In the decade since Kindle Digital Publishing first launched, self-publishing has exploded as more authors transition away from traditional publishing. Several years ago, independent authors made up such a small market share that the numbers were hardly worth mentioning when diving into the data. This is no longer true. In fact, in his 2017 annual letter to shareholders, Amazon CEO Jeff Bezos shared that “over a thousand independent authors surpassed $100,000 in royalties through Kindle Direct Publishing” that year.

More and more authors are turning to self-publishing. So many that in 2016 Bowker assigned almost 800,000 ISBNs to self-published titles. This already represents a substantially large amount of titles for readers to choose from, but it also underreports the amount of independent titles hitting the market, as ISBNs are optional for self-published books. Meanwhile, the Big 5 publishers produce roughly 30,000 titles per year. Combined.

If traditional publishers want to understand why their retail sales are flat, or even declining, the reality is that they are becoming an increasingly smaller percentage of books available in the marketplace.

In order to give a holistic, 360-degree view of the publishing world and how libraries and sales are connected, it is important that all of the data is collected and analyzed. It is equally important that all points of view are represented in the discussions.

Enter the Panorama Project.

In this age of data-driven decisions, I’m glad to lead a first-of-its kind initiative that will examine and analyze the impact library ebook sales have on the retail market. Our Advisory Council — made up of thought leaders and stakeholders across multiple book- and publishing-related fields – will oversee the research activities, with the goal of facilitating a panoramic view of trends in sales.  In addition, the council will seek to capture, analyze and learn from the patterns that emerge to examine the impact libraries have on discovery, brand and sales.

The Panorama Project is a multi-year effort, and it is my belief that our objective analysis of the data will illustrate the critical role libraries play in title discovery, brand awareness and retail sales. Instead of being a hindrance to sales, libraries will be recognized as a vital resource in these key areas.
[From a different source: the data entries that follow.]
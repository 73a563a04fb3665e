//! Persisted records: predictions, alerts, maintenance tasks

use chrono::{DateTime, NaiveDate, Utc};
use serde::{Deserialize, Serialize};

use super::{EquipmentId, Severity, TelemetrySample};

pub type ReadingId = u64;
pub type PredictionId = u64;
pub type AlertId = u64;
pub type MaintenanceId = u64;

/// Prediction type recorded for every anomalous verdict
pub const PREDICTION_ANOMALY_DETECTED: &str = "anomaly_detected";

/// A telemetry sample as read back from the store
#[derive(Debug, Clone, PartialEq, Serialize, Deserialize)]
pub struct StoredReading {
    pub id: ReadingId,
    #[serde(flatten)]
    pub sample: TelemetrySample,
}

// ============================================================================
// Prediction
// ============================================================================

/// Forward-looking record emitted on an anomalous verdict. Append-only.
#[derive(Debug, Clone, PartialEq, Serialize, Deserialize)]
pub struct Prediction {
    /// Assigned by the store; `0` until persisted
    #[serde(default)]
    pub id: PredictionId,
    pub equipment_id: EquipmentId,
    pub timestamp: DateTime<Utc>,
    pub prediction_type: String,
    /// Confidence in [0, 100]
    pub confidence: f64,
    /// Placeholder horizon, not a calibrated forecast
    pub predicted_failure_date: DateTime<Utc>,
    pub recommendation: String,
}

// ============================================================================
// Alert
// ============================================================================

/// Operator-facing alert. Acknowledgment is the only mutation.
#[derive(Debug, Clone, PartialEq, Serialize, Deserialize)]
pub struct Alert {
    /// Assigned by the store; `0` until persisted
    #[serde(default)]
    pub id: AlertId,
    pub equipment_id: EquipmentId,
    pub timestamp: DateTime<Utc>,
    pub severity: Severity,
    pub title: String,
    pub description: String,
    #[serde(default)]
    pub acknowledged: bool,
}

// ============================================================================
// Maintenance
// ============================================================================

#[derive(Debug, Clone, Copy, Serialize, Deserialize, PartialEq, Eq, Default)]
#[serde(rename_all = "lowercase")]
pub enum MaintenanceStatus {
    #[default]
    Pending,
    Completed,
}

#[derive(Debug, Clone, Copy, Serialize, Deserialize, PartialEq, Eq, Default)]
#[serde(rename_all = "lowercase")]
pub enum MaintenancePriority {
    Low,
    #[default]
    Medium,
    High,
}

#[derive(Debug, Clone, PartialEq, Serialize, Deserialize)]
pub struct MaintenanceTask {
    #[serde(default)]
    pub id: MaintenanceId,
    pub equipment_id: EquipmentId,
    pub task: String,
    pub scheduled_date: NaiveDate,
    pub priority: MaintenancePriority,
    pub status: MaintenanceStatus,
    pub created_at: DateTime<Utc>,
}

/// Body of `POST /api/maintenance`
#[derive(Debug, Clone, Deserialize)]
pub struct MaintenanceRequest {
    pub equipment_id: EquipmentId,
    pub task: String,
    pub scheduled_date: NaiveDate,
    #[serde(default)]
    pub priority: MaintenancePriority,
}

impl MaintenanceRequest {
    pub fn into_task(self, created_at: DateTime<Utc>) -> MaintenanceTask {
        MaintenanceTask {
            id: 0,
            equipment_id: self.equipment_id,
            task: self.task,
            scheduled_date: self.scheduled_date,
            priority: self.priority,
            status: MaintenanceStatus::Pending,
            created_at,
        }
    }
}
Readers are publisher neutral and most would not be able to tell you the publisher of the latest book on their nightstand. With so many titles available, it can be overwhelming to find their next great read and when they do, chances are they are not paying attention to the publisher. Instead, they just want a book to read, and they often turn to their local librarians for assistance. I recognize the tremendous work that librarians do every single day to support and promote the work of authors and titles, often introducing readers to a new writer or series they might not have discovered on their own. Librarians are equally publisher neutral and recommend titles based on a myriad of factors including genre and reader interest.

The more difficult publishers make it for libraries to purchase and stock their books, the more likely it is that librarians will start to shy away from purchasing and recommending those titles to patrons.

The role of readers’ advisory is so important to this particular conversation that the Panorama Project has organized a Readers’ Advisory Impact Committee to research the various methods and tools librarians use to make title recommendations, with the aim to develop best practices and measure the effectiveness of these activities.

For the success of all, it is important the industry approaches the data objectively to find the best channels to promote authors and books to our patrons. Readers often use the library as an opportunity to “test drive” books and authors before purchasing. By actively working together across all corners of the book industry map, we can make sure readers find the books they want to read, which will increase circulation for our library friends and sales for our publisher partners.

My hope is that this episode of Shark Tank ends with a handshake between the Sharks and the entrepreneur. The happy presenter walks out of the “tank” thankful they have a successful investor and partner that taught them to embrace the library and librarian as the best promotional and marketing channel for their product.